Jesus was asked what was the greatest commandment. He stated that the first great commandment is to love the Lord God with one's heart, soul, mind, and strength, and then He declared, "The second is like it, 'YOU SHALL LOVE YOUR NEIGHBOR AS YOURSELF'." And then He adds, "On these two commandments depend the whole Law and the Prophets," or as He put it in our text, "for this is the Law and the Prophets" (Matt 22:39-40). To love God demands positive action on our part. In the same way, loving others means, "you are to be interested in your neighbour (sic), you are to love him, and to desire to help him, and to be concerned about his happiness," writes Lloyd-Jones. "The object of the law is to bring us to that" [210]. So to live like a kingdom citizen does not mean that you just avoid doing bad things to others.

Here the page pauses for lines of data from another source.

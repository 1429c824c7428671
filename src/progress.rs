use std::time::{Duration, Instant};

/// Snapshot of how far an operation has got.
#[derive(Debug, Clone, PartialEq)]
pub struct ProcessingProgress {
    pub total_size: u64,
    /// Raw source bytes consumed so far. Only the final record equals `total_size`.
    pub processed_size: u64,
    pub percentage: f64,
    /// 1-based chunk being filled; the chunk count on the final record.
    pub current_chunk: usize,
    /// Estimate from the bytes-per-row seen so far; exact on the final record.
    pub total_chunks: usize,
    pub estimated_time_remaining: Duration,
}

impl ProcessingProgress {
    /// The record for an operation that finished in one step.
    pub fn complete(total_size: u64, chunks: usize) -> Self {
        Self {
            total_size,
            processed_size: total_size,
            percentage: 100.0,
            current_chunk: chunks,
            total_chunks: chunks,
            estimated_time_remaining: Duration::ZERO,
        }
    }

    pub fn is_complete(&self) -> bool {
        self.processed_size == self.total_size && self.percentage >= 100.0
    }
}

/// Tracks consumed bytes and completed lines, and produces a
/// [`ProcessingProgress`] every `cadence` lines.
///
/// The start instant is captured once, at construction; elapsed time for the
/// ETA is always measured from it.
#[derive(Debug)]
pub struct ProgressEstimator {
    total_size: u64,
    cadence: u64,
    chunk_capacity: usize,
    started: Instant,
    processed: u64,
    lines: u64,
}

impl ProgressEstimator {
    pub fn new(total_size: u64, cadence: u64, chunk_capacity: usize) -> Self {
        Self {
            total_size,
            cadence: cadence.max(1),
            chunk_capacity: chunk_capacity.max(1),
            started: Instant::now(),
            processed: 0,
            lines: 0,
        }
    }

    /// Record the cumulative byte count read from the source so far.
    pub fn record_bytes(&mut self, consumed: u64) {
        self.processed = self.processed.max(consumed);
    }

    pub fn processed(&self) -> u64 {
        self.processed
    }

    pub fn lines(&self) -> u64 {
        self.lines
    }

    /// Count one completed line; returns a record when the cadence is hit.
    pub fn on_line(&mut self, rows_so_far: u64, chunks_emitted: usize) -> Option<ProcessingProgress> {
        self.lines += 1;
        if self.lines % self.cadence != 0 {
            return None;
        }
        Some(self.snapshot_at(Instant::now(), rows_so_far, chunks_emitted))
    }

    /// The closing record: everything consumed, 100 %, nothing remaining.
    pub fn finish(&mut self, chunks_emitted: usize) -> ProcessingProgress {
        self.processed = self.total_size;
        ProcessingProgress::complete(self.total_size, chunks_emitted)
    }

    fn snapshot_at(&self, now: Instant, rows_so_far: u64, chunks_emitted: usize) -> ProcessingProgress {
        // completion is reserved for the final record
        let processed = self.processed.min(self.total_size.saturating_sub(1));
        let percentage = if self.total_size == 0 {
            0.0
        } else {
            processed as f64 / self.total_size as f64 * 100.0
        };

        let elapsed = now.saturating_duration_since(self.started);
        let estimated_time_remaining = if processed == 0 {
            Duration::ZERO
        } else {
            let remaining = self.total_size - processed;
            elapsed.mul_f64(remaining as f64 / processed as f64)
        };

        let current_chunk = chunks_emitted + 1;
        let total_chunks = if rows_so_far == 0 || processed == 0 {
            current_chunk
        } else {
            let bytes_per_row = processed as f64 / rows_so_far as f64;
            let estimated_rows = self.total_size as f64 / bytes_per_row;
            let estimated = (estimated_rows / self.chunk_capacity as f64).ceil() as usize;
            estimated.max(current_chunk)
        };

        ProcessingProgress {
            total_size: self.total_size,
            processed_size: processed,
            percentage,
            current_chunk,
            total_chunks,
            estimated_time_remaining,
        }
    }
}

#[cfg(test)]
mod tests {
    use super::*;

    #[test]
    fn emits_on_cadence_only() {
        let mut est = ProgressEstimator::new(1_000, 3, 10);
        est.record_bytes(100);
        assert!(est.on_line(1, 0).is_none());
        assert!(est.on_line(2, 0).is_none());
        let p = est.on_line(3, 0).expect("third line ticks");
        assert_eq!(p.processed_size, 100);
        assert_eq!(p.percentage, 10.0);
        assert_eq!(p.current_chunk, 1);
    }

    #[test]
    fn eta_uses_elapsed_since_start() {
        let mut est = ProgressEstimator::new(1_000, 1, 10);
        est.record_bytes(250);
        let now = est.started + Duration::from_secs(10);
        let p = est.snapshot_at(now, 25, 2);
        // 250 bytes in 10s, 750 left
        assert_eq!(p.estimated_time_remaining, Duration::from_secs(30));
        // 10 bytes/row -> ~100 rows -> 10 chunks of 10
        assert_eq!(p.total_chunks, 10);
        assert_eq!(p.current_chunk, 3);
    }

    #[test]
    fn only_final_record_reaches_total() {
        let mut est = ProgressEstimator::new(500, 1, 10);
        est.record_bytes(500);
        let p = est.on_line(5, 0).unwrap();
        assert!(p.processed_size < 500);
        assert!(p.percentage < 100.0);

        let done = est.finish(1);
        assert_eq!(done.processed_size, 500);
        assert_eq!(done.percentage, 100.0);
        assert_eq!(done.estimated_time_remaining, Duration::ZERO);
        assert!(done.is_complete());
    }

    #[test]
    fn bytes_never_go_backwards() {
        let mut est = ProgressEstimator::new(500, 1, 10);
        est.record_bytes(300);
        est.record_bytes(200);
        assert_eq!(est.processed(), 300);
    }
}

It means, instead, that you seek the other person's good, you seek to find ways to serve him, you seek to do those things that will bring the other person to genuine happiness, you seek to treat him just as would Christ. We live like kingdom citizens only when we do this.
Conclusion
The kind of praying and practice that Jesus calls for comes only by the grace of God shown abundantly to those that know Jesus Christ. Grace to sustain and enable us comes as we seek to be persistent in prayer and conscientious in the practice of kingdom living.
I want to challenge you to devote yourself to prayer everyday. Determine even now to set aside time to pray about kingdom issues and to pray about your own faithfulness as a kingdom citizen. Pray for your fellow kingdom citizens.
Treat people the way that you want to be treated. That is not complicated. But the biggest obstacle to doing this is becoming self-absorbed to the neglect of others. Let's repent of this, and demonstrate our love for Christ by the way we treat others.